## PROBLEM DESCRIPTION
Each line in the entries below that holds the string "load" is to be listed.

## INPUT DATA
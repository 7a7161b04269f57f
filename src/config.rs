//! `key = value` boot configuration.
//!
//! ```text
//! # kairos.cfg
//! log_level = debug
//! max_cores = 4
//! timer_initial_count = 0x10_0000
//! color_demo = yes
//! ```

use alloc::collections::BTreeMap;
use alloc::string::{String, ToString};
use alloc::vec::Vec;
use core::fmt;

use crate::logger::Level;
use crate::percpu::MAX_CORES;
use crate::process::MAX_PROCS;

#[derive(Clone, Debug, PartialEq, Eq)]
pub enum ConfigError {
    /// Line has no `=`.
    MissingEquals { line: usize },
    /// Nothing before the `=`.
    EmptyKey { line: usize },
}

impl fmt::Display for ConfigError {
    fn fmt(&self, f: &mut fmt::Formatter<'_>) -> fmt::Result {
        match self {
            ConfigError::MissingEquals { line } => write!(f, "line {}: expected `key = value`", line),
            ConfigError::EmptyKey { line } => write!(f, "line {}: empty key", line),
        }
    }
}

#[derive(Clone, Debug, Default, PartialEq, Eq)]
pub struct Config {
    entries: BTreeMap<String, String>,
}

impl Config {
    /// Parses `text`, skipping bad lines. Later keys override earlier ones.
    pub fn parse(text: &str) -> (Config, Vec<ConfigError>) {
        let mut config = Config::default();
        let mut errors = Vec::new();

        for (i, raw) in text.lines().enumerate() {
            let line = match raw.find('#') {
                Some(hash) => &raw[..hash],
                None => raw,
            }
            .trim();
            if line.is_empty() {
                continue;
            }

            let Some((key, value)) = line.split_once('=') else {
                errors.push(ConfigError::MissingEquals { line: i + 1 });
                continue;
            };
            let key = key.trim();
            if key.is_empty() {
                errors.push(ConfigError::EmptyKey { line: i + 1 });
                continue;
            }
            config.entries.insert(key.to_string(), unquote(value.trim()).to_string());
        }

        (config, errors)
    }

    pub fn get(&self, key: &str) -> Option<&str> {
        self.entries.get(key).map(String::as_str)
    }

    pub fn get_u64(&self, key: &str) -> Option<u64> {
        self.get(key).and_then(parse_u64)
    }

    pub fn get_bool(&self, key: &str) -> Option<bool> {
        self.get(key).and_then(parse_bool)
    }

    pub fn len(&self) -> usize {
        self.entries.len()
    }

    pub fn is_empty(&self) -> bool {
        self.entries.is_empty()
    }
}

fn unquote(value: &str) -> &str {
    value
        .strip_prefix('"')
        .and_then(|v| v.strip_suffix('"'))
        .unwrap_or(value)
}

/// Decimal or `0x` hex, `_` separators allowed.
pub fn parse_u64(text: &str) -> Option<u64> {
    let text = text.trim();
    let (digits, radix) = match text.strip_prefix("0x").or_else(|| text.strip_prefix("0X")) {
        Some(hex) => (hex, 16),
        None => (text, 10),
    };

    let mut value: u64 = 0;
    let mut seen_digit = false;
    for c in digits.chars() {
        if c == '_' {
            continue;
        }
        let digit = c.to_digit(radix)? as u64;
        value = value.checked_mul(radix as u64)?.checked_add(digit)?;
        seen_digit = true;
    }
    seen_digit.then_some(value)
}

pub fn parse_bool(text: &str) -> Option<bool> {
    const TRUE: [&str; 4] = ["true", "yes", "on", "1"];
    const FALSE: [&str; 4] = ["false", "no", "off", "0"];
    let text = text.trim();
    if TRUE.iter().any(|t| t.eq_ignore_ascii_case(text)) {
        Some(true)
    } else if FALSE.iter().any(|f| f.eq_ignore_ascii_case(text)) {
        Some(false)
    } else {
        None
    }
}

// --- BOOT SETTINGS ---

#[derive(Clone, Copy, Debug, PartialEq, Eq)]
pub struct BootConfig {
    pub log_level: Level,
    pub max_cores: usize,
    /// Local APIC timer initial count at divide-by-16.
    pub timer_initial_count: u32,
    pub demo_processes: usize,
    pub color_demo: bool,
}

impl Default for BootConfig {
    fn default() -> Self {
        BootConfig {
            log_level: Level::Info,
            max_cores: MAX_CORES,
            timer_initial_count: 0x20_0000,
            demo_processes: 4,
            color_demo: false,
        }
    }
}

impl BootConfig {
    /// Typed view over `config`. Unknown keys are ignored; malformed or
    /// out-of-range values fall back to (or clamp towards) the defaults.
    pub fn from_config(config: &Config) -> BootConfig {
        let defaults = BootConfig::default();

        let log_level = match config.get("log_level") {
            Some(name) => Level::parse(name).unwrap_or_else(|| {
                klog_warn!("config: unknown log_level {:?}", name);
                defaults.log_level
            }),
            None => defaults.log_level,
        };

        let max_cores = config
            .get_u64("max_cores")
            .map_or(defaults.max_cores, |n| (n as usize).clamp(1, MAX_CORES));

        let timer_initial_count = config
            .get_u64("timer_initial_count")
            .filter(|&n| n > 0)
            .map_or(defaults.timer_initial_count, |n| n.min(u32::MAX as u64) as u32);

        let demo_processes = config
            .get_u64("demo_processes")
            .map_or(defaults.demo_processes, |n| (n as usize).min(MAX_PROCS));

        let color_demo = config.get_bool("color_demo").unwrap_or(defaults.color_demo);

        BootConfig {
            log_level,
            max_cores,
            timer_initial_count,
            demo_processes,
            color_demo,
        }
    }

    /// Parses a config file, logging every skipped line.
    pub fn load(text: &str) -> BootConfig {
        let (config, errors) = Config::parse(text);
        for error in &errors {
            klog_warn!("config: {}", error);
        }
        BootConfig::from_config(&config)
    }
}

#[cfg(test)]
mod tests {
    use super::*;

    #[test]
    fn parses_comments_quotes_and_overrides() {
        let text = "\
# boot settings
log_level = debug   # noisy
name = \"kairos os\"

log_level = trace
";
        let (config, errors) = Config::parse(text);
        assert!(errors.is_empty());
        assert_eq!(config.get("log_level"), Some("trace"));
        assert_eq!(config.get("name"), Some("kairos os"));
        assert_eq!(config.len(), 2);
    }

    #[test]
    fn bad_lines_are_reported_and_skipped() {
        let (config, errors) = Config::parse("a = 1\njunk\n = 3\nb=2");
        assert_eq!(
            errors,
            [ConfigError::MissingEquals { line: 2 }, ConfigError::EmptyKey { line: 3 }]
        );
        assert_eq!(config.get_u64("a"), Some(1));
        assert_eq!(config.get_u64("b"), Some(2));
    }

    #[test]
    fn integers_accept_hex_and_separators() {
        assert_eq!(parse_u64("0x20_0000"), Some(0x20_0000));
        assert_eq!(parse_u64("1_000"), Some(1000));
        assert_eq!(parse_u64("0x"), None);
        assert_eq!(parse_u64("12a"), None);
        assert_eq!(parse_u64("99999999999999999999999"), None);
    }

    #[test]
    fn booleans_accept_common_spellings() {
        assert_eq!(parse_bool("Yes"), Some(true));
        assert_eq!(parse_bool("off"), Some(false));
        assert_eq!(parse_bool("maybe"), None);
    }

    #[test]
    fn boot_config_defaults_and_clamps() {
        assert_eq!(BootConfig::load(""), BootConfig::default());

        let boot = BootConfig::load(
            "max_cores = 64\ndemo_processes = 1000\ncolor_demo = on\nlog_level = WARN\ntimer_initial_count = 0",
        );
        assert_eq!(boot.max_cores, MAX_CORES);
        assert_eq!(boot.demo_processes, MAX_PROCS);
        assert!(boot.color_demo);
        assert_eq!(boot.log_level, Level::Warn);
        assert_eq!(boot.timer_initial_count, 0x20_0000);

        assert_eq!(BootConfig::load("max_cores = 0").max_cores, 1);
    }
}
//! Local APIC: per-core timer, end-of-interrupt and IPIs.

use core::ptr::NonNull;
use core::sync::atomic::{AtomicU32, AtomicU64, Ordering};
use volatile::VolatilePtr;
use x86_64::registers::model_specific::Msr;

use crate::interrupts::{SPURIOUS_VECTOR, TIMER_VECTOR};
use crate::{memory, state};

const IA32_APIC_BASE: u32 = 0x1B;
const APIC_BASE_GLOBAL_ENABLE: u64 = 1 << 11;
const APIC_BASE_ADDR_MASK: u64 = 0x000F_FFFF_FFFF_F000;

// Register offsets
const REG_ID: usize = 0x20;
const REG_TPR: usize = 0x80;
const REG_EOI: usize = 0xB0;
const REG_SPURIOUS: usize = 0xF0;
const REG_ICR_LOW: usize = 0x300;
const REG_ICR_HIGH: usize = 0x310;
const REG_LVT_TIMER: usize = 0x320;
const REG_TIMER_ICR: usize = 0x380;
const REG_TIMER_DCR: usize = 0x3E0;

const SPURIOUS_ENABLE: u32 = 1 << 8;
const LVT_MASKED: u32 = 1 << 16;
const TIMER_PERIODIC: u32 = 1 << 17;
const TIMER_DIV_16: u32 = 0x3;
const ICR_DELIVERY_STATUS: u32 = 1 << 12;
const ICR_LEVEL_ASSERT: u32 = 1 << 14;
const ICR_ALL_EXCLUDING_SELF: u32 = 0x3 << 18;

/// Virtual address of the register page; 0 until [`init`].
static LAPIC_BASE: AtomicU64 = AtomicU64::new(0);
static TIMER_INITIAL_COUNT: AtomicU32 = AtomicU32::new(0x20_0000);

fn register(offset: usize) -> Option<VolatilePtr<'static, u32>> {
    let base = LAPIC_BASE.load(Ordering::Acquire);
    if base == 0 {
        return None;
    }
    let ptr = NonNull::new((base as usize + offset) as *mut u32)?;
    // SAFETY: the page is mapped uncached by `init` and never unmapped.
    Some(unsafe { VolatilePtr::new(ptr) })
}

fn read(offset: usize) -> u32 {
    register(offset).map_or(0, |r| r.read())
}

fn write(offset: usize, value: u32) {
    if let Some(r) = register(offset) {
        r.write(value);
    }
}

/// Maps the register page. BSP only, before any core calls [`enable`].
pub fn init() -> Result<(), memory::MapError> {
    let phys = unsafe { Msr::new(IA32_APIC_BASE).read() } & APIC_BASE_ADDR_MASK;
    let virt = state::phys_to_virt(phys);
    unsafe { memory::map_mmio_page(virt, phys)? };
    LAPIC_BASE.store(virt, Ordering::Release);
    klog_debug!("lapic: phys {:#x} mapped at {:#x}", phys, virt);
    Ok(())
}

/// Software-enables the calling core's APIC and accepts every priority.
pub fn enable() {
    let mut base_msr = Msr::new(IA32_APIC_BASE);
    unsafe {
        let value = base_msr.read();
        if value & APIC_BASE_GLOBAL_ENABLE == 0 {
            base_msr.write(value | APIC_BASE_GLOBAL_ENABLE);
        }
    }
    write(REG_TPR, 0);
    write(REG_SPURIOUS, SPURIOUS_ENABLE | SPURIOUS_VECTOR as u32);
}

pub fn id() -> u32 {
    read(REG_ID) >> 24
}

pub fn eoi() {
    write(REG_EOI, 0);
}

pub fn set_timer_initial_count(count: u32) {
    TIMER_INITIAL_COUNT.store(count.max(1), Ordering::Relaxed);
}

/// Starts the periodic scheduler tick on the calling core.
pub fn arm_timer() {
    write(REG_TIMER_DCR, TIMER_DIV_16);
    write(REG_LVT_TIMER, TIMER_PERIODIC | TIMER_VECTOR as u32);
    write(REG_TIMER_ICR, TIMER_INITIAL_COUNT.load(Ordering::Relaxed));
}

pub fn disarm_timer() {
    write(REG_LVT_TIMER, LVT_MASKED | TIMER_VECTOR as u32);
    write(REG_TIMER_ICR, 0);
}

/// Fixed IPI with `vector` to every core but the caller.
pub fn send_ipi_all_but_self(vector: u8) {
    if register(REG_ICR_LOW).is_none() {
        return;
    }
    while read(REG_ICR_LOW) & ICR_DELIVERY_STATUS != 0 {
        core::hint::spin_loop();
    }
    write(REG_ICR_HIGH, 0);
    write(REG_ICR_LOW, ICR_ALL_EXCLUDING_SELF | ICR_LEVEL_ASSERT | vector as u32);
}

## EXPECTED ANSWER
    pub fn load(text: &str) -> BootConfig {
        assert_eq!(BootConfig::load(""), BootConfig::default());
        let boot = BootConfig::load(
        assert_eq!(BootConfig::load("max_cores = 0").max_cores, 1);
    let base = LAPIC_BASE.load(Ordering::Acquire);
    write(REG_TIMER_ICR, TIMER_INITIAL_COUNT.load(Ordering::Relaxed));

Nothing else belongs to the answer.